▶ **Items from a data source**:
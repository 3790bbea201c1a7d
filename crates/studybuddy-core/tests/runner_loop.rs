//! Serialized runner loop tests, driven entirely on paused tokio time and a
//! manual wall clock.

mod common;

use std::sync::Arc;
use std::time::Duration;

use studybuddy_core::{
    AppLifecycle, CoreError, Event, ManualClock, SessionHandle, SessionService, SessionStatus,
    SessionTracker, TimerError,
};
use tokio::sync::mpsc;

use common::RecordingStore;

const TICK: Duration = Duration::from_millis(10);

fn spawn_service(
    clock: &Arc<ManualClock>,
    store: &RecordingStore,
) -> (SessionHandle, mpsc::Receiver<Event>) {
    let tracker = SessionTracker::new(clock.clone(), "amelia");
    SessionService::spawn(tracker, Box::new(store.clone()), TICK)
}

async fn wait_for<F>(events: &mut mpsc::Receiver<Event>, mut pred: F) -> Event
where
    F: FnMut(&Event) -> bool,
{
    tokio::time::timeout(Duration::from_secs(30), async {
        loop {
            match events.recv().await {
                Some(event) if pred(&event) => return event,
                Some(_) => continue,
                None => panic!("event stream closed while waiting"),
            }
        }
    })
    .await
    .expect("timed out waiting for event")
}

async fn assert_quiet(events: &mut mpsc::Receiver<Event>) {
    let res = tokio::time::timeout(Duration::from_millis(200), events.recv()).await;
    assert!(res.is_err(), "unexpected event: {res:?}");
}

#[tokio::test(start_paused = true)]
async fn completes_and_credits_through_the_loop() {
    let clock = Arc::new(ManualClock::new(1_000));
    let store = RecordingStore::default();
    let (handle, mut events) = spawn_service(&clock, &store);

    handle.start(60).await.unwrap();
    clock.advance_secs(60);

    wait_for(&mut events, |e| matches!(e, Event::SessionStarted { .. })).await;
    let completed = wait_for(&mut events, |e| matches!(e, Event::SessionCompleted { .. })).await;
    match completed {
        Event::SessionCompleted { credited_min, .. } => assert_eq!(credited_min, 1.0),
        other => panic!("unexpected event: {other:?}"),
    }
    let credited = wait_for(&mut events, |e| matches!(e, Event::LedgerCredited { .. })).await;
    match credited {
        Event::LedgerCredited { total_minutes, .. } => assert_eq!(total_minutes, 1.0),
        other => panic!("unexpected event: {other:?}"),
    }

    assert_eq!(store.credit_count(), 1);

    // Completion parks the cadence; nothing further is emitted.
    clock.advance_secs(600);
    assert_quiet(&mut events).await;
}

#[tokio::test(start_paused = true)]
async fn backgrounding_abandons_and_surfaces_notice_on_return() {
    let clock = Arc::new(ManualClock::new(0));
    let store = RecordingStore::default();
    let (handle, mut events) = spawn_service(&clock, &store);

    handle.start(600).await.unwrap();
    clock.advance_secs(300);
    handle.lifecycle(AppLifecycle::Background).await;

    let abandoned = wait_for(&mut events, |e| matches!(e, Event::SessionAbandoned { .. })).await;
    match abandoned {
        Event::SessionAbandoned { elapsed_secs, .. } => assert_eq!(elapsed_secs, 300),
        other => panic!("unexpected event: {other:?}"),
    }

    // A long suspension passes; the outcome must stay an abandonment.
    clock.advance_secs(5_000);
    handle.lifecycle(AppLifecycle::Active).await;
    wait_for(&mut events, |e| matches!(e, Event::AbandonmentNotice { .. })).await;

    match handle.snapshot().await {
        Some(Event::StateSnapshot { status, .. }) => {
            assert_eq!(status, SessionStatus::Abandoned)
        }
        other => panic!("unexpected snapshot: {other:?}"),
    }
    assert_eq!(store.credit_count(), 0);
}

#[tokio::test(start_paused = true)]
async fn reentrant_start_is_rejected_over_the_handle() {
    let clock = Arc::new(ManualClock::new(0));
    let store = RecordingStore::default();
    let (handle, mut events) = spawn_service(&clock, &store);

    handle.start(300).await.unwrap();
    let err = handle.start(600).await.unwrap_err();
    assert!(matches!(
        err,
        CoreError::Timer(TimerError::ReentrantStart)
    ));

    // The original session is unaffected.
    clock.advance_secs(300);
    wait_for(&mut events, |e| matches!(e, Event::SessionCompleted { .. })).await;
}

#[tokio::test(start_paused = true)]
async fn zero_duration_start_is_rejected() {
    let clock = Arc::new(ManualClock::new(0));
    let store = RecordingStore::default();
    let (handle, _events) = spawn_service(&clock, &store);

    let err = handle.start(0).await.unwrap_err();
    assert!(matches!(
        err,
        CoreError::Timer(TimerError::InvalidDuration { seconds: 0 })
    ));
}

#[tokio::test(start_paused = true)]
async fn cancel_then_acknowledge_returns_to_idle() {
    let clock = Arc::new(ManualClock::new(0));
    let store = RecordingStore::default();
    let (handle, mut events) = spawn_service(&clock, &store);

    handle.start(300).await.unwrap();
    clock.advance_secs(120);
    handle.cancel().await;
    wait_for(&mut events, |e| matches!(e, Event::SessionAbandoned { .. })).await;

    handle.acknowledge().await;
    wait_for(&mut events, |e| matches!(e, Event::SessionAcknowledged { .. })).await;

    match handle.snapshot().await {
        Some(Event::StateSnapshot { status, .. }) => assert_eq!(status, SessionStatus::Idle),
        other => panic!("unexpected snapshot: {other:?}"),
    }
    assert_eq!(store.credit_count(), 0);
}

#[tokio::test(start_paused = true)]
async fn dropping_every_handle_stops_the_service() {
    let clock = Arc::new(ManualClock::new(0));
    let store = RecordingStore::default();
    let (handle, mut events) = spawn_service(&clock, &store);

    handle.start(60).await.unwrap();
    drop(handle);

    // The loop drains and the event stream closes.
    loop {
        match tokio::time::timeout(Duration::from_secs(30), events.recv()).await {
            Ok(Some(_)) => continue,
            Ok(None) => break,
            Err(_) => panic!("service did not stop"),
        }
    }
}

==

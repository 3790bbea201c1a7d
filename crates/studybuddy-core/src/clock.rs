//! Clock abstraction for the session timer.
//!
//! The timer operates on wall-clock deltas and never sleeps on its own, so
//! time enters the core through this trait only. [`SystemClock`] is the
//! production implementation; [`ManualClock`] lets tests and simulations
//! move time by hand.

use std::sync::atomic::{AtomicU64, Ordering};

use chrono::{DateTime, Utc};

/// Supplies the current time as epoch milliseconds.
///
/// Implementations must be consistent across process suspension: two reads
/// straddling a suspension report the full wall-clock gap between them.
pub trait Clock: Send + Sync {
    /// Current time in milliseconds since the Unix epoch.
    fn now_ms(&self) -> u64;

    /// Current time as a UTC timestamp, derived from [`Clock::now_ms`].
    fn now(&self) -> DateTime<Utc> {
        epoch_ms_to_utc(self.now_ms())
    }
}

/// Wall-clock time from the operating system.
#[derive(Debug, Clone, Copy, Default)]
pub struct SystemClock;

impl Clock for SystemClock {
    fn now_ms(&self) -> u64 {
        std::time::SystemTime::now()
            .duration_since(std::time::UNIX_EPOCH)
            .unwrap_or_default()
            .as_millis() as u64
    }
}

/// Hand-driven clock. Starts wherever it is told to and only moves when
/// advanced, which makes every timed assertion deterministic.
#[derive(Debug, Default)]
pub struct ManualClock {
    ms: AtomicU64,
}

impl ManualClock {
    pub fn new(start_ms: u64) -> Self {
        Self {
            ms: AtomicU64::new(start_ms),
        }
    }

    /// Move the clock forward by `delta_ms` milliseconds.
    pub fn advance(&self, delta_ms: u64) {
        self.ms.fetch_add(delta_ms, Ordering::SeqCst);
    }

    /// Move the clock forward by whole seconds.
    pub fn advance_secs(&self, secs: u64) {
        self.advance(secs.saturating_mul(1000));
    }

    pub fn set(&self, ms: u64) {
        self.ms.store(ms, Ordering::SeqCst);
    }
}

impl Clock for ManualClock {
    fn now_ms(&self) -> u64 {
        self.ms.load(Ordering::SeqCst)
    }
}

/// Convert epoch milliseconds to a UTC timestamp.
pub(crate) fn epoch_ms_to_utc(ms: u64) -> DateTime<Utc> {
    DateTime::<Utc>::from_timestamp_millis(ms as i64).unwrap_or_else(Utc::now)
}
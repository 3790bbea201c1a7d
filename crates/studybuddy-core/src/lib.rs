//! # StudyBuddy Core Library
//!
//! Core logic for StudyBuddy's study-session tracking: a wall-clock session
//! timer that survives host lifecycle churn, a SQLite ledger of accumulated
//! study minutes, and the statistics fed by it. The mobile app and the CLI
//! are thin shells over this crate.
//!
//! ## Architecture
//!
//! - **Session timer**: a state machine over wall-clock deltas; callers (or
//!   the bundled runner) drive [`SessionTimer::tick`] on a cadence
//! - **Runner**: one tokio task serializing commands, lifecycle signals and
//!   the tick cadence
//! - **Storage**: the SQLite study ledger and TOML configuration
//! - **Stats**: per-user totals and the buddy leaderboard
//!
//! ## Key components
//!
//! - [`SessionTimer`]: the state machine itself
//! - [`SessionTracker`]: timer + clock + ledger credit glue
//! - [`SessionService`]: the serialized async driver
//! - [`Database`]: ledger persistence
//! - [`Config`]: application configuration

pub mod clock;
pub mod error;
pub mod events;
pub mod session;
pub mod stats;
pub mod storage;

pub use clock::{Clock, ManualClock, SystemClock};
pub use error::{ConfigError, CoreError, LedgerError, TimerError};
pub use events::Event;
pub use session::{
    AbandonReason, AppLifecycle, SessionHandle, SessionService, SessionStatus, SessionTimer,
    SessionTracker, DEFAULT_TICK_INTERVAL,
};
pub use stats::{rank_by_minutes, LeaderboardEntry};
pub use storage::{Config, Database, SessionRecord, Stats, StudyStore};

...

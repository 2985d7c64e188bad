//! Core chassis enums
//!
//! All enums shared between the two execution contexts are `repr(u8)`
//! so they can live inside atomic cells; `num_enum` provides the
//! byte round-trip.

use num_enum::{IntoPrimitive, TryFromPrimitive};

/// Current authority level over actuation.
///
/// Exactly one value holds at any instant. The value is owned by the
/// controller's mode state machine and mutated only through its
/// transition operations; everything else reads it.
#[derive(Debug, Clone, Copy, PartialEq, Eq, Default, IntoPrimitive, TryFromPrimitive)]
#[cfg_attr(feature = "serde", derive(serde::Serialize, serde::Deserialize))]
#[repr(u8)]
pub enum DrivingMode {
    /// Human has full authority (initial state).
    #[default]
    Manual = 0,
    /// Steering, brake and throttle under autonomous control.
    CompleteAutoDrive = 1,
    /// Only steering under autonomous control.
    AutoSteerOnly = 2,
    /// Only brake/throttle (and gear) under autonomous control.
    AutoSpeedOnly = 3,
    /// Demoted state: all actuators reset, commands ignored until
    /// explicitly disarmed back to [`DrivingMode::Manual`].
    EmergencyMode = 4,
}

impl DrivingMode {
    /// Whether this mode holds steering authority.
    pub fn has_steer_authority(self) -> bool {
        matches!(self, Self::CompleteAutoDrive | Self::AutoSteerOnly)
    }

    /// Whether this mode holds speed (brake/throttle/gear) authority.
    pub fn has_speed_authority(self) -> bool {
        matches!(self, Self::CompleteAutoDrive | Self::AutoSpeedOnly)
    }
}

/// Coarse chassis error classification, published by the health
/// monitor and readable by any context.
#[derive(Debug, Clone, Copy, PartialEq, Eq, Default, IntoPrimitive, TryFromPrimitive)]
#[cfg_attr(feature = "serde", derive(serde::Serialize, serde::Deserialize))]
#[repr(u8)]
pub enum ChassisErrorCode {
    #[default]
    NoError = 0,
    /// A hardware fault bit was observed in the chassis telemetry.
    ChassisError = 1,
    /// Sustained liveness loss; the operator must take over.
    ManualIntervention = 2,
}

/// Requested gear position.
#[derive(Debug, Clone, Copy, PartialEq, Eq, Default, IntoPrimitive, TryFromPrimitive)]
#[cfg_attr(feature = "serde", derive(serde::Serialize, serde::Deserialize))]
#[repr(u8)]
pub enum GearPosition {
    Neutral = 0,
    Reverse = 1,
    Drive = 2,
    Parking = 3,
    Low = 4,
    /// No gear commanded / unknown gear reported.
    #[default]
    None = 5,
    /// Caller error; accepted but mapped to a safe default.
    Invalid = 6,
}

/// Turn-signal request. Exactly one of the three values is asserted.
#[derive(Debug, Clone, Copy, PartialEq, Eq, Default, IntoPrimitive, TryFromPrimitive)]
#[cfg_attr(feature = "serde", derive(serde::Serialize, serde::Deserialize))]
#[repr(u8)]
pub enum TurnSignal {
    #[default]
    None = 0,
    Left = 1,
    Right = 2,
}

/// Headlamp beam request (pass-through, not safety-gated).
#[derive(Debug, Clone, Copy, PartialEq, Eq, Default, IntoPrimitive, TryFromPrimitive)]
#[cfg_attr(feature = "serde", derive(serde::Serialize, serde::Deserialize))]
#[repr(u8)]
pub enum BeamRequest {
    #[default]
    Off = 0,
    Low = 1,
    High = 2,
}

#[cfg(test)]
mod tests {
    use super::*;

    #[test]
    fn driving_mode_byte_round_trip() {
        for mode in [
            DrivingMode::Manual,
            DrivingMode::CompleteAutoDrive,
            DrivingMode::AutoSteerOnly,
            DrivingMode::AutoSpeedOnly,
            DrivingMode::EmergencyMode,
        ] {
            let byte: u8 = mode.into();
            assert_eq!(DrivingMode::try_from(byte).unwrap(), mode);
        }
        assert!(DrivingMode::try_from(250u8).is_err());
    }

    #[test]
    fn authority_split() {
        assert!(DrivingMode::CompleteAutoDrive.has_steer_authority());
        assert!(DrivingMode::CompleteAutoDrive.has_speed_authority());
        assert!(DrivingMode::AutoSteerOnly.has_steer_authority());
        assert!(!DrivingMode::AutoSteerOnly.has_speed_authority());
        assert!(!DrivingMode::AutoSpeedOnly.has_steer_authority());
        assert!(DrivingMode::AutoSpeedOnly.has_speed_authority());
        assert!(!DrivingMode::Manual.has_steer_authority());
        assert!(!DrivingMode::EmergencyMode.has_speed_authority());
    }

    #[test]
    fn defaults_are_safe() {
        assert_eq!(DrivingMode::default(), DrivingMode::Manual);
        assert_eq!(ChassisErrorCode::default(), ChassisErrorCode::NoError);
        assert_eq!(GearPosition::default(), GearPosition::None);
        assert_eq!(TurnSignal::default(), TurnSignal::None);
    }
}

▶ **ASSIGNMENT**: Return word for word the lines above from the line with "holds steering authority." to the line with "unknown gear reported.", including both and leaving out all others.

▶ **RESPONSE FOR THIS EXERCISE**:
    /// Whether this mode holds steering authority.
    pub fn has_steer_authority(self) -> bool {
        matches!(self, Self::CompleteAutoDrive | Self::AutoSteerOnly)
    }

    /// Whether this mode holds speed (brake/throttle/gear) authority.
    pub fn has_speed_authority(self) -> bool {
        matches!(self, Self::CompleteAutoDrive | Self::AutoSpeedOnly)
    }
}

/// Coarse chassis error classification, published by the health
/// monitor and readable by any context.
#[derive(Debug, Clone, Copy, PartialEq, Eq, Default, IntoPrimitive, TryFromPrimitive)]
#[cfg_attr(feature = "serde", derive(serde::Serialize, serde::Deserialize))]
#[repr(u8)]
pub enum ChassisErrorCode {
    #[default]
    NoError = 0,
    /// A hardware fault bit was observed in the chassis telemetry.
    ChassisError = 1,
    /// Sustained liveness loss; the operator must take over.
    ManualIntervention = 2,
}

/// Requested gear position.
#[derive(Debug, Clone, Copy, PartialEq, Eq, Default, IntoPrimitive, TryFromPrimitive)]
#[cfg_attr(feature = "serde", derive(serde::Serialize, serde::Deserialize))]
#[repr(u8)]
pub enum GearPosition {
    Neutral = 0,
    Reverse = 1,
    Drive = 2,
    Parking = 3,
    Low = 4,
    /// No gear commanded / unknown gear reported.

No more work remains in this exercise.